Kettunen et al.31 investigated 217 metabolites of the Nightingale Health 1H-NMR platform in a classical twin design and reported dominance effects for 6.45% of the metabolites. Tsepsilov et al.32 performed GWA study targeting nonadditive genetic effects and concluded that most genetic effects on metabolite levels and ratios were in fact additive. Together, these studies suggested that the bias due to dominance effects on metabolite levels will be minor.

Relatively few twin-family studies explicitly investigated the role of shared environmental influences on metabolite levels. Overall, shared environmental influences are reported for a small number of metabolites (e.g., 14.3% of all Nightingale Health 1H-NMR metabolites31) and the influence of the shared environment is small-to-moderate (platform and metabolite class-dependent averages range from 0.03 to 0.456,13,33,34,35 with larger estimates deriving from small studies). For studies including parents and offspring, or adult twin and siblings pairs the question arises which effects are captured by the shared environment. Are these the lasting influences of the environment offspring shared with their parents and with each other before they started living independently? Additional research is necessary to elucidate the role of the shared environment on metabolite levels19.

Third, standard errors of h2SNP estimates were high. While we have included all h2SNP estimates in the supplements, we stress that the primary goal of our paper was to investigate the contribution of known metabolite loci in an independent sample rather than obtaining the h2SNP estimates for metabolites.

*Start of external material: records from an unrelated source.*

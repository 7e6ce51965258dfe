// src/core/mod.rs
//! HTTP plumbing, session handling and list queries shared by every service

pub mod api_client;
pub mod query;
pub mod session;

#[cfg(test)]
pub mod testing;

pub use api_client::{ApiClient, FileUpload, Transport};
pub use query::{ListQuery, RowFilter, SortOrder};
pub use session::{Session, SessionStore, SessionUser};
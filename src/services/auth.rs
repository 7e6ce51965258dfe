// src/services/auth.rs
use crate::core::api_client::ApiClient;
use crate::core::session::Session;
use crate::error::{ApiError, Result};
use crate::types::response::{LoginRequest, LoginResponse};

const LOGIN_ENDPOINT: &str = "/auth/login";

#[derive(Clone)]
pub struct AuthService {
    client: ApiClient,
}

impl AuthService {
    pub fn new(client: ApiClient) -> Self {
        Self { client }
    }

    /// Exchange credentials for a session; the caller decides where to persist it
    pub async fn login(&self, email: &str, password: &str) -> Result<Session> {
        if email.trim().is_empty() || password.is_empty() {
            return Err(ApiError::validation("email", "email and password are required"));
        }

        let response: LoginResponse = self
            .client
            .post(
                LOGIN_ENDPOINT,
                &LoginRequest {
                    email: email.trim().to_string(),
                    password: password.to_string(),
                },
            )
            .await?;

        Ok(Session::new(response.access_token, response.user))
    }
}

#[cfg(test)]
mod tests {
    use super::*;
    use crate::core::testing::MockTransport;

    #[tokio::test]
    async fn test_login_builds_session() {
        let transport = MockTransport::new().respond_json(
            200,
            serde_json::json!({
                "access_token": "jwt-here",
                "token_type": "bearer",
                "user": {"id": "u1", "name": "Ada", "email": "ada@example.com", "role": "admin"}
            }),
        );
        let service = AuthService::new(ApiClient::with_transport(transport.clone(), None));

        let session = service.login("ada@example.com ", "pw").await.unwrap();
        assert_eq!(session.access_token, "jwt-here");
        assert_eq!(session.user.unwrap().name, "Ada");
        assert_eq!(
            transport.only_request().json_body().unwrap()["email"],
            "ada@example.com"
        );
    }

    #[tokio::test]
    async fn test_bad_credentials_surface_server_text() {
        let transport = MockTransport::new().respond(400, r#"{"detail": "Incorrect email or password"}"#);
        let service = AuthService::new(ApiClient::with_transport(transport, None));
        let err = service.login("ada@example.com", "nope").await.unwrap_err();
        assert_eq!(err.user_message(), "Incorrect email or password");
    }
}
async fn handle_blog(config: &ClientConfig, command: BlogCommand, format: OutputFormat) -> Result<()> {
    let public = matches!(command, BlogCommand::List(_) | BlogCommand::Show { .. });
    let blog = BlogService::new(open_client(config, !public)?);

    match command {
        BlogCommand::List(args) => {
            let query = args.to_query();
            list_into(&query, blog.list_posts(&query), format).await?;
        }
        BlogCommand::Show { id, slug } => {
            let post = if slug {
                blog.get_post_by_slug(&id).await?
            } else {
                blog.get_post(&id).await?
            };
            print_record(&post, format)?;
        }
        BlogCommand::Create { file } => {
            let post = blog.create_post(read_payload(&file)?).await?;
            println!("✅ Created post {} (/{})", post.id, post.slug);
        }
        BlogCommand::Update { id, file } => {
            let post = blog.update_post(&id, read_payload(&file)?).await?;
            println!("✅ Updated post {}", post.id);
        }
        BlogCommand::Delete { id } => {
            blog.delete_post(&id).await?;
            println!("✅ Deleted post {}", id);
        }
        BlogCommand::UploadImage { path } => {
            let uploaded = blog.upload_image(read_upload(&path).await?).await?;
            println!("{}", uploaded.url);
        }
    }

    Ok(())
}

async fn read_upload(path: &Path) -> Result<FileUpload> {
    FileUpload::from_path(path)
        .await
        .with_context(|| format!("Failed to read {}", path.display()))
}

const BREAKDOWN_SAMPLE: u32 = 100;

async fn handle_dashboard(admin: &AdminService) -> Result<()> {
    let stats = admin.dashboard_stats().await?;

    println!("📊 Dashboard");
    println!("  Users:         {}", stats.total_users);
    println!(
        "  Jobs:          {} ({} published)",
        stats.total_jobs, stats.published_jobs
    );
    println!(
        "  Applications:  {} ({} pending)",
        stats.total_applications, stats.pending_applications
    );
    println!("  Courses:       {}", stats.total_courses);
    println!("  Classes:       {}", stats.total_classes);
    println!("  Blog posts:    {}", stats.total_posts);

    let recent = ListQuery::new().paged(1, BREAKDOWN_SAMPLE);
    match admin.list_applications(&recent).await {
        Ok(page) => {
            let breakdown = StatusBreakdown::from_applications(&page.items);
            println!("\nLatest {} applications by status", page.items.len());
            for (status, count) in &breakdown.0 {
                println!("  {:<12} {}", status.label(), count);
            }
        }
        Err(e) => {
            warn!("Status breakdown unavailable: {}", e);
            println!("\nStatus breakdown unavailable: {}", e.user_message());
        }
    }

    info!("Dashboard rendered");
    Ok(())
}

Finally, the estimates for h2metabolite-hits are based on SNPs of 40 different studies from a decade of GWA and (exome-) sequencing studies. The sample size, and therefore the power, of these studies vary, with some studies conducted with as few as 211 individuals while others included over 24,000 individuals (Supplementary Table 1). For underrepresented metabolites the low power may result in downward biased heritability estimates. However, leveraging information from a decade of research in 40 studies and extracting loci for metabolite classes across multiple studies, the number of such metabolites is not large. New29,36,37,38 and future studies will increase the number of variants identified as metabolite loci. The investment in UK Biobank39 is expected to dramatically increase sample sizes for large-scale genomic investigations of the human metabolome and subsequently the number of metabolite loci.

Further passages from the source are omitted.